**What you should do:**
The listing below is to be transcribed exactly.

**Source records:**
# # # #
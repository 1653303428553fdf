mod body;
mod checkout;
mod problem;
mod router;
mod telemetry;
mod webhook;

use std::{net::SocketAddr, sync::Arc, time::Duration};

use payrelay_core::HmacVerifier;
use payrelay_provider::ProcessorClient;
use payrelay_storage::Database;
use payrelay_util::{load_env_file, AppConfig};
use tokio::signal;
use tracing::{info, warn};
use url::Url;

use crate::router::CheckoutSettings;

#[tokio::main]
async fn main() -> Result<(), Box<dyn std::error::Error>> {
    load_env_file();
    let config = AppConfig::from_env()?;

    telemetry::init_tracing(&config)?;
    let metrics = telemetry::init_metrics()?;

    let database = Database::connect(&config.database_url).await?;
    database.run_migrations().await?;
    info!(stage = "storage", "database ready");

    let payment = &config.payment;
    if payment.webhook_secret.is_none() {
        warn!(stage = "app", "PAYMENT_WEBHOOK_SECRET is not set; every webhook delivery will be rejected");
    }
    let http = reqwest::Client::builder()
        .timeout(Duration::from_secs(30))
        .build()?;
    let gateway = ProcessorClient::new(
        payment.secret_key.clone(),
        Url::parse(&payment.api_base)?,
        http,
    );
    let verifier = HmacVerifier::new(
        payment.webhook_secret.as_deref(),
        payment.webhook_tolerance_secs,
    );

    let state = router::AppState::new(
        metrics,
        Arc::new(database.invoices()),
        Arc::new(gateway),
        Arc::new(verifier),
        CheckoutSettings {
            success_url: payment.success_url.clone(),
            cancel_url: payment.cancel_url.clone(),
            default_currency: payment.default_currency.clone(),
        },
        config.max_body_bytes,
    )
    .with_debug_routes(config.environment.is_development());

    let addr: SocketAddr = config.bind_addr;
    info!(stage = "app", %addr, env = %config.environment.as_str(), "starting HTTP server");

    let listener = tokio::net::TcpListener::bind(addr).await?;
    axum::serve(listener, router::app_router(state))
        .with_graceful_shutdown(shutdown_signal())
        .await?;

    database.pool().close().await;
    info!(stage = "app", "server stopped");
    Ok(())
}

async fn shutdown_signal() {
    let ctrl_c = async {
        if let Err(err) = signal::ctrl_c().await {
            warn!(stage = "app", error = %err, "failed to listen for ctrl-c");
            std::future::pending::<()>().await;
        }
    };

    #[cfg(unix)]
    let terminate = async {
        match signal::unix::signal(signal::unix::SignalKind::terminate()) {
            Ok(mut stream) => {
                stream.recv().await;
            }
            Err(err) => {
                warn!(stage = "app", error = %err, "failed to listen for SIGTERM");
                std::future::pending::<()>().await;
            }
        }
    };

    #[cfg(not(unix))]
    let terminate = std::future::pending::<()>();

    tokio::select! {
        _ = ctrl_c => {},
        _ = terminate => {},
    }
    info!(stage = "app", "shutdown signal received");
}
# # # #
**Task output:**
repository 1653303428553fdf
mod body;
mod checkout;
mod problem;
mod router;
mod telemetry;
mod webhook;

use std::{net::SocketAddr, sync::Arc, time::Duration};

use payrelay_core::HmacVerifier;
use payrelay_provider::ProcessorClient;
use payrelay_storage::Database;
use payrelay_util::{load_env_file, AppConfig};
use tokio::signal;
use tracing::{info, warn};
use url::Url;

use crate::router::CheckoutSettings;

#[tokio::main]
async fn main() -> Result<(), Box<dyn std::error::Error>> {
    load_env_file();
    let config = AppConfig::from_env()?;

    telemetry::init_tracing(&config)?;
    let metrics = telemetry::init_metrics()?;

    let database = Database::connect(&config.database_url).await?;
    database.run_migrations().await?;
    info!(stage = "storage", "database ready");

    let payment = &config.payment;
    if payment.webhook_secret.is_none() {
        warn!(stage = "app", "PAYMENT_WEBHOOK_SECRET is not set; every webhook delivery will be rejected");
    }
    let http = reqwest::Client::builder()
        .timeout(Duration::from_secs(30))
        .build()?;
    let gateway = ProcessorClient::new(
        payment.secret_key.clone(),
        Url::parse(&payment.api_base)?,
        http,
    );
    let verifier = HmacVerifier::new(
        payment.webhook_secret.as_deref(),
        payment.webhook_tolerance_secs,
    );

    let state = router::AppState::new(
        metrics,
        Arc::new(database.invoices()),
        Arc::new(gateway),
        Arc::new(verifier),
        CheckoutSettings {
            success_url: payment.success_url.clone(),
            cancel_url: payment.cancel_url.clone(),
            default_currency: payment.default_currency.clone(),
        },
        config.max_body_bytes,
    )
    .with_debug_routes(config.environment.is_development());

    let addr: SocketAddr = config.bind_addr;
    info!(stage = "app", %addr, env = %config.environment.as_str(), "starting HTTP server");

    let listener = tokio::net::TcpListener::bind(addr).await?;
    axum::serve(listener, router::app_router(state))
        .with_graceful_shutdown(shutdown_signal())
        .await?;

    database.pool().close().await;
    info!(stage = "app", "server stopped");
    Ok(())
}

async fn shutdown_signal() {
    let ctrl_c = async {
        if let Err(err) = signal::ctrl_c().await {
            warn!(stage = "app", error = %err, "failed to listen for ctrl-c");
            std::future::pending::<()>().await;
        }
    };

    #[cfg(unix)]
    let terminate = async {
        match signal::unix::signal(signal::unix::SignalKind::terminate()) {
            Ok(mut stream) => {
                stream.recv().await;
            }
            Err(err) => {
                warn!(stage = "app", error = %err, "failed to listen for SIGTERM");
                std::future::pending::<()>().await;
            }
        }
    };

    #[cfg(not(unix))]
    let terminate = std::future::pending::<()>();

    tokio::select! {
        _ = ctrl_c => {},
        _ = terminate => {},
    }
    info!(stage = "app", "shutdown signal received");
}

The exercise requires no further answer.